Exercise goal: Scan the entries that follow and copy out every line containing "values".

Source data:

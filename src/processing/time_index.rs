//! Elapsed-hours indexing.
//!
//! Plate readers stamp each reading cycle with a time of day counted from the
//! start of the run (`0:00:00`, `0:10:00`, ...). We turn that into fractional
//! hours and use it as the row index.
//!
//! The primary sheet (optical density) defines the index. Sibling sheets from the
//! same run reuse it verbatim through `attach_time_index`, so rounding differences
//! in their own time column can never misalign rows.

use chrono::Timelike;

use crate::domain::{MeasurementTable, RawCell, RawSheet, Series, SheetLayout, TextColumn, parse_time_of_day};
use crate::error::AppError;

/// Elapsed hours per kept row, plus which raw rows they came from.
#[derive(Debug, Clone, PartialEq)]
pub struct TimeIndex {
    hours: Vec<f64>,
    source_rows: Vec<usize>,
    source_len: usize,
}

impl TimeIndex {
    pub fn hours(&self) -> &[f64] {
        &self.hours
    }

    /// Raw rows (0-based, excluding the header) that survived cleaning.
    pub fn source_rows(&self) -> &[usize] {
        &self.source_rows
    }

    /// Row count of the sheet the index was built from.
    pub fn source_len(&self) -> usize {
        self.source_len
    }

    pub fn dropped_rows(&self) -> usize {
        self.source_len - self.source_rows.len()
    }

    /// First position where time goes backwards, as `(row, previous, current)`.
    pub fn first_decrease(&self) -> Option<(usize, f64, f64)> {
        self.hours
            .windows(2)
            .position(|w| w[1] < w[0])
            .map(|i| (self.source_rows[i + 1], self.hours[i], self.hours[i + 1]))
    }
}

/// Output of indexing the primary sheet.
#[derive(Debug, Clone)]
pub struct TimeIndexed {
    pub table: MeasurementTable,
    pub index: TimeIndex,
}

/// Drop incomplete rows, convert the time column to elapsed hours and index by it.
pub fn index_by_time(sheet: &RawSheet, layout: &SheetLayout) -> Result<TimeIndexed, AppError> {
    let time_col = time_column_index(sheet, layout)?;

    let mut hours = Vec::new();
    let mut source_rows = Vec::new();
    for (idx, row) in sheet.rows.iter().enumerate() {
        if row.iter().any(RawCell::is_empty) {
            continue;
        }
        let h = hours_elapsed(&row[time_col]).ok_or_else(|| {
            AppError::Data(format!(
                "Sheet '{}', row {}: cannot read time of day from '{}' in column '{}'.",
                sheet.name,
                idx + 2,
                row[time_col],
                layout.time_column
            ))
        })?;
        hours.push(h);
        source_rows.push(idx);
    }

    if source_rows.is_empty() {
        return Err(AppError::Data(format!(
            "Sheet '{}' has no complete reading rows.",
            sheet.name
        )));
    }

    let index = TimeIndex {
        hours,
        source_rows,
        source_len: sheet.n_rows(),
    };
    let table = build_table(sheet, layout, time_col, &index)?;
    Ok(TimeIndexed { table, index })
}

/// Build a sibling table on an index computed from another sheet of the same run.
pub fn attach_time_index(
    sheet: &RawSheet,
    layout: &SheetLayout,
    index: &TimeIndex,
) -> Result<MeasurementTable, AppError> {
    if sheet.n_rows() != index.source_len {
        return Err(AppError::Alignment(format!(
            "Sheet '{}' has {} rows but the time index was built from {} rows.",
            sheet.name,
            sheet.n_rows(),
            index.source_len
        )));
    }
    let time_col = time_column_index(sheet, layout)?;
    build_table(sheet, layout, time_col, index)
}

/// Hours since `0:00:00` for a time-of-day cell.
///
/// Numbers (and numeric text) are spreadsheet day fractions; only the
/// fractional day is used.
pub fn hours_elapsed(cell: &RawCell) -> Option<f64> {
    let seconds = match cell {
        RawCell::Time(t) => t.num_seconds_from_midnight() as f64,
        RawCell::Text(s) => match parse_time_of_day(s) {
            Some(t) => t.num_seconds_from_midnight() as f64,
            None => day_fraction_seconds(cell.as_number()?)?,
        },
        RawCell::Number(v) => day_fraction_seconds(*v)?,
        RawCell::Empty => return None,
    };
    Some(seconds / 3600.0)
}

fn day_fraction_seconds(v: f64) -> Option<f64> {
    (v >= 0.0).then(|| (v.fract() * 86_400.0).round())
}

fn time_column_index(sheet: &RawSheet, layout: &SheetLayout) -> Result<usize, AppError> {
    if layout.metadata_columns > sheet.headers.len() {
        return Err(AppError::config(format!(
            "Sheet '{}' has {} columns, fewer than the {} metadata columns configured.",
            sheet.name,
            sheet.headers.len(),
            layout.metadata_columns
        )));
    }
    let idx = sheet.column_index(&layout.time_column).ok_or_else(|| {
        AppError::config(format!(
            "Sheet '{}' has no time column '{}'.",
            sheet.name, layout.time_column
        ))
    })?;
    if idx >= layout.metadata_columns {
        return Err(AppError::config(format!(
            "Time column '{}' in sheet '{}' is not among the first {} metadata columns.",
            layout.time_column, sheet.name, layout.metadata_columns
        )));
    }
    Ok(idx)
}

fn build_table(
    sheet: &RawSheet,
    layout: &SheetLayout,
    time_col: usize,
    index: &TimeIndex,
) -> Result<MeasurementTable, AppError> {
    let metadata = (0..layout.metadata_columns)
        .filter(|&c| c != time_col)
        .map(|c| TextColumn {
            name: sheet.headers[c].clone(),
            values: index
                .source_rows
                .iter()
                .map(|&r| sheet.rows[r][c].to_string())
                .collect(),
        })
        .collect();

    let mut columns = Vec::with_capacity(sheet.headers.len() - layout.metadata_columns);
    for c in layout.metadata_columns..sheet.headers.len() {
        let mut values = Vec::with_capacity(index.source_rows.len());
        for &r in &index.source_rows {
            let cell = &sheet.rows[r][c];
            let value = match cell {
                RawCell::Empty => None,
                other => Some(other.as_number().ok_or_else(|| {
                    AppError::Data(format!(
                        "Sheet '{}', column '{}', row {}: non-numeric value '{}'.",
                        sheet.name,
                        sheet.headers[c],
                        r + 2,
                        other
                    ))
                })?),
            };
            values.push(value);
        }
        columns.push(Series::new(sheet.headers[c].clone(), values));
    }

    MeasurementTable::new(index.hours.clone(), metadata, columns)
}

#[cfg(test)]
mod tests {
    use super::*;

    fn t(s: &str) -> RawCell {
        RawCell::from_text(s)
    }

    fn od_sheet() -> RawSheet {
        RawSheet::new(
            "OD600",
            vec!["Time".into(), "T° 600".into(), "A1".into(), "A2".into()],
            vec![
                vec![t("0:00:00"), t("30.0"), t("0.10"), t("0.11")],
                vec![t("0:30:00"), t("30.1"), t("0.20"), t("0.21")],
                vec![t("1:00:00"), t("30.0"), t("0.40"), t("0.41")],
                vec![RawCell::Empty, RawCell::Empty, RawCell::Empty, RawCell::Empty],
            ],
        )
    }

    #[test]
    fn hours_are_elapsed_time_of_day() {
        assert_eq!(hours_elapsed(&t("0:00:00")), Some(0.0));
        assert_eq!(hours_elapsed(&t("1:30:00")), Some(1.5));
        assert_eq!(hours_elapsed(&t("0:00:36")), Some(0.01));
        // 0.25 of a day is 06:00.
        assert_eq!(hours_elapsed(&RawCell::Number(0.25)), Some(6.0));
        assert_eq!(hours_elapsed(&t("0.25")), Some(6.0));
        assert_eq!(hours_elapsed(&RawCell::Number(-0.25)), None);
        assert_eq!(hours_elapsed(&RawCell::Text("later".into())), None);
    }

    #[test]
    fn index_drops_incomplete_rows_and_time_column() {
        let out = index_by_time(&od_sheet(), &SheetLayout::default()).unwrap();
        assert_eq!(out.table.index(), &[0.0, 0.5, 1.0]);
        assert_eq!(out.index.dropped_rows(), 1);
        assert_eq!(out.table.column_names().collect::<Vec<_>>(), ["A1", "A2"]);
        assert_eq!(out.table.metadata().len(), 1);
        assert_eq!(out.table.metadata()[0].name, "T° 600");
        assert_eq!(out.table.metadata()[0].values, ["30.0", "30.1", "30.0"]);
        assert_eq!(out.table.column("A2").unwrap().values[2], Some(0.41));
        assert_eq!(out.index.first_decrease(), None);
    }

    #[test]
    fn sibling_reuses_index_verbatim() {
        let od = index_by_time(&od_sheet(), &SheetLayout::default()).unwrap();
        // Sibling time stamps are off by a second; the OD index wins.
        let gfp = RawSheet::new(
            "GFP",
            vec!["Time".into(), "T° 485".into(), "A1".into(), "A2".into()],
            vec![
                vec![t("0:00:01"), t("30.0"), t("10"), RawCell::Empty],
                vec![t("0:30:01"), t("30.1"), t("20"), t("21")],
                vec![t("1:00:01"), t("30.0"), t("40"), t("41")],
                vec![RawCell::Empty, RawCell::Empty, RawCell::Empty, RawCell::Empty],
            ],
        );
        let table = attach_time_index(&gfp, &SheetLayout::default(), &od.index).unwrap();
        assert!(table.has_same_index(&od.table));
        assert_eq!(table.column("A2").unwrap().values, vec![None, Some(21.0), Some(41.0)]);
    }

    #[test]
    fn sibling_with_different_row_count_is_an_alignment_error() {
        let od = index_by_time(&od_sheet(), &SheetLayout::default()).unwrap();
        let mut gfp = od_sheet();
        gfp.rows.pop();
        let err = attach_time_index(&gfp, &SheetLayout::default(), &od.index).unwrap_err();
        assert!(matches!(err, AppError::Alignment(_)), "{err}");
    }

    #[test]
    fn non_numeric_value_is_reported_with_position() {
        let mut sheet = od_sheet();
        sheet.rows[1][3] = RawCell::Text("OVRFLW".into());
        let err = index_by_time(&sheet, &SheetLayout::default()).unwrap_err();
        let msg = err.to_string();
        assert!(msg.contains("A2") && msg.contains("row 3"), "{msg}");
    }

    #[test]
    fn missing_time_column_is_a_config_error() {
        let layout = SheetLayout {
            metadata_columns: 2,
            time_column: "Zeit".into(),
        };
        let err = index_by_time(&od_sheet(), &layout).unwrap_err();
        assert!(matches!(err, AppError::Config(_)), "{err}");
    }

    #[test]
    fn sheet_without_complete_rows_is_rejected() {
        let mut sheet = od_sheet();
        for row in &mut sheet.rows {
            row[2] = RawCell::Empty;
        }
        assert!(matches!(
            index_by_time(&sheet, &SheetLayout::default()),
            Err(AppError::Data(_))
        ));
    }

    #[test]
    fn first_decrease_points_at_the_raw_row() {
        let mut sheet = od_sheet();
        sheet.rows[2][0] = t("0:15:00");
        let out = index_by_time(&sheet, &SheetLayout::default()).unwrap();
        assert_eq!(out.index.first_decrease(), Some((2, 0.5, 0.25)));
    }
}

Response to this task:
            values: index
        let mut values = Vec::with_capacity(index.source_rows.len());
            values.push(value);
        columns.push(Series::new(sheet.headers[c].clone(), values));
        assert_eq!(out.table.metadata()[0].values, ["30.0", "30.1", "30.0"]);
        assert_eq!(out.table.column("A2").unwrap().values[2], Some(0.41));
        assert_eq!(table.column("A2").unwrap().values, vec![None, Some(21.0), Some(41.0)]);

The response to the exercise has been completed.